Inspecting dev.to tags and popular articles¶

More info on the repository README: https://github.com/derlin/dev.to-is-for-web-devs-and-beginners

⮕⮕⮕ READ THE ARTICLE ON DEV.TO: dev.to is for webdevs and beginners - I have data to prove it¶

Foreword¶

I am on dev.to for a while now, and looking at the featured articles, I keep wondering: is this platform only for web developers and beginners ? I mean, most of the articles that trigger comments and reactions are about javascript, react, css or beginners, newbie, etc.

I have a few articles, that I consider not that bad (not that great either), but they don't seem to take. Might it be because I am not writing about stuff that the community cares about ?

Instead of staying in the dark, I tried to better understand what works and doesn't work on dev.to. Here are the results of my peregrinations.

Getting the data¶

dev.to is based on forem, which has an API available: https://developers.forem.com/api/v0. Note though that some of the information is incorrect, or at least doesn't work as expected when tried against https://dev.to/api.

The data that I wanted were about tags and articles. More precisely:

  • metadata about the most liked articles of all time,
  • metadata about the most active tags:
    • the total number of articles for each,
    • the top articles for each.

Top tags¶

To get the top tags, I can use the endpoint https://dev.to/api/tags (described in the forem docs as returning tags ordered by popularity), along with a per_page parameter:

https://dev.to/api/tags?per_page=100&page=0

I can also fetch the https://dev.to/tags page, and extract the tag-card elements.

The problem is, they are not giving the same results... Using the api to fetch the first 100 tags, I got 4 tags that are now 404 Not Found: macosapps, southafricanews sportnews, latestnigerianewslat. This led me to decide to use the https://dev.to/tags page.

Number of articles per tag¶

For the number of articles published with a specific tag, there are two numbers:

  1. the one shown in the https://dev.to/tags, and
  2. the one shown on the individual tag page, i.e. https://dev.to/t/<TAG>

The problem is, they don't match at all ! (1) being often way higher than (2). For example, at the time of writing, the archlinux tag shows "34635 posts published" on the tags page, but "151 Posts Published" on the https://dev.to/t/archlinux page... To settle this, I scrolled until there was no more new fetch, and got 181 articles.

This led me to decide to use the individual tag pages (2) for results.

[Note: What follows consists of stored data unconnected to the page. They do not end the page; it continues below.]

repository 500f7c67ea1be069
//! In-process metrics as JSON.

use axum::Json;
use telemetry::{metrics, MetricsSnapshot};

/// GET /metrics
pub async fn metrics_handler() -> Json<MetricsSnapshot> {
    Json(metrics().snapshot())
}
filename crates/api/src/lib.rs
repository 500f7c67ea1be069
//! HTTP surface of the metering importer.

pub mod response;
pub mod routes;
pub mod state;

pub use routes::router;
pub use state::AppState;
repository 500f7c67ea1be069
//! Metric table schema.
//!
//! One row per sample: the value, when it was taken, the step it covers,
//! its label set and a day partition key.

/// DDL for a metric table.
pub fn metric_table_ddl(table: &str) -> String {
    format!(
        r#"
CREATE TABLE IF NOT EXISTS {table} (
    amount Float64,
    timestamp DateTime64(3, 'UTC'),
    time_precision Float64,
    labels Map(String, String),
    dt String
)
ENGINE = MergeTree()
PARTITION BY dt
ORDER BY timestamp
"#
    )
}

See the difference notebook for more info.

Top articles¶

To get the top articles, I had to look into the developer console to figure out how dev.to did it. Here is the query url (cleaned a bit to remove unused query parameters):

https://dev.to/search/feed_content?class_name=Article&sort_by=public_reactions_count&sort_direction=desc

The latter returns the top articles of all time. To get the top articles by tag, I can add the query parameter tag_names[]=tag1, tag2, ... (note the space). The actual dev.to site also passes a tag parameter, but it doesn't seem to be used.

The search endpoint has a limit on the number of results returned: max 100. To get more, I need to use the page and per_page query parameters to loop through the paged results.

Code¶

This is the theory. In practice, I put up a small python script to do my bidding, see fetch/devto.py.

Imports¶

In [1]:
import json

import pandas as pd
import numpy as np

import plotly.express as px
import plotly.graph_objects as go
import plotly.io as pio

import itertools

pio.templates.default = 'plotly_white'
pio.renderers.default = 'notebook'

Tags¶

First, let's load our data into a dataframe. The top_articles_by_tag.json has the following structure:

[
 {
  "tag": {
    "name": "...",
    "num_articles": N  // (1) count from the https://dev.to/tags page
  },
  "top_articles": [
    {
      "id": 468082,
      "title": "...",
      "comments_count": 112,
      "public_reactions_count": 10893,
      "reading_time": 5,
      "tag_list": [...],
      // ... and much more
    },
   "total": N         // (2) count from the https://dev.to/t/<TAG> page
 }
]
In [2]:
with open('../top_articles_by_tag.json') as f:
    tags_data = json.load(f)

def sum_article_prop(entry, prop):
    return sum(article[prop] for article in entry['top_articles'])

tags = pd.DataFrame([
        [
            entry['tag']['name'], 
            entry['total'], 
            sum_article_prop(entry, 'public_reactions_count'),
            sum_article_prop(entry, 'comments_count')
        ] for entry in tags_data
    ],
    columns=['tag', 'count', 'reactions', 'comments'])

tags = tags.sort_values('count', ascending=False).reset_index()

Let's display the total number of articles per tag (count), and the number of comments and reactions on the first 100 articles for each.

IMPORTANT: remember that one article can have up to 4 tags, so a very liked article may boost the scores of multiple tags !

In [3]:
fig = go.Figure()

for column in ['count', 'reactions', 'comments']:
    print(f'Total {column}: {tags[column].sum():,}')
    fig.add_trace(go.Scatter(x=tags.tag, y=tags[column], mode='lines+markers', name=column))

fig.update_layout(
    title='Top tags', 
    xaxis=dict(title='tag', tickmode='linear'),
    margin=dict(l=0, r=0, t=30, b=0),
    legend=dict(orientation='h', yanchor='auto', y=1.0, xanchor='auto', x=.5)
)
fig.show()
fig.write_html("plot_tags.html")
Total count: 621,345
Total reactions: 4,211,041
Total comments: 211,510